──────── Input records

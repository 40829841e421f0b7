//! Feature construction from records in their stored JSON form

use chrono::{TimeZone, Utc};
use envguard_core::{build_training_table, Parameter, Quantity, Reading};

const RECORDS: &str = r#"[
  {"timestamp":"2024-04-01T08:00:00Z","sensorId":"AIR_001","sensorType":"air",
   "readings":{"pm25":12.0,"co2":450.0,"temperature":19.5,"battery":88}},
  {"timestamp":"2024-04-01T09:00:00Z","sensorId":"WATER_001","sensorType":"water",
   "readings":{"ph":7.2,"turbidity":null,"temperature":14.0}},
  {"timestamp":"2024-04-01T10:00:00Z","sensorId":"AIR_001","sensorType":"air",
   "readings":{"pm25":null,"co2":470.0,"temperature":20.5}},
  {"timestamp":"2024-04-01T11:00:00Z","sensorId":"AIR_001","sensorType":"air",
   "readings":{"pm25":18.0,"co2":490.0}}
]"#;

fn records() -> Vec<Reading> {
    serde_json::from_str(RECORDS).unwrap()
}

#[test]
fn test_columns_from_mixed_sensor_families() {
    let table = build_training_table(&records());

    assert_eq!(table.len(), 4);
    // "battery" is not a quantity; turbidity counts because its key is present
    assert_eq!(
        table.columns(),
        &[
            Quantity::Pm25,
            Quantity::Co2,
            Quantity::Ph,
            Quantity::Turbidity,
            Quantity::Temperature
        ]
    );
    assert_eq!(table.usable_rows(Parameter::Pm25), 2);
    assert_eq!(table.usable_rows(Parameter::Turbidity), 0);
}

#[test]
fn test_design_and_inference_share_a_layout() {
    let table = build_training_table(&records());
    let design = table.design_for(Parameter::Pm25).unwrap();

    assert_eq!(
        design.layout().feature_names(),
        vec!["hour", "day_of_week", "month", "co2", "ph", "turbidity", "temperature"]
    );
    // Rows at 08:00 and 11:00; the 11:00 row lacks temperature, imputed with 19.5
    assert_eq!(design.targets(), &[12.0, 18.0]);
    assert_eq!(design.features()[1], vec![11.0, 0.0, 4.0, 490.0, 0.0, 0.0, 19.5]);

    // 2024-04-01 is a Monday; inference zero-fills what the reading lacks
    let records = records();
    let latest = &records[3];
    let at = Utc.with_ymd_and_hms(2024, 4, 1, 14, 0, 0).unwrap();
    let vector = design.layout().vector_for(Parameter::Pm25, latest, at).unwrap();
    assert_eq!(vector.as_slice(), &[14.0, 0.0, 4.0, 490.0, 0.0, 0.0, 0.0]);
}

────────────────

Search the entries for the word "timestamp" and show every line that has it.

### [Answer space]
  {"timestamp":"2024-04-01T08:00:00Z","sensorId":"AIR_001","sensorType":"air",
  {"timestamp":"2024-04-01T09:00:00Z","sensorId":"WATER_001","sensorType":"water",
  {"timestamp":"2024-04-01T10:00:00Z","sensorId":"AIR_001","sensorType":"air",
  {"timestamp":"2024-04-01T11:00:00Z","sensorId":"AIR_001","sensorType":"air",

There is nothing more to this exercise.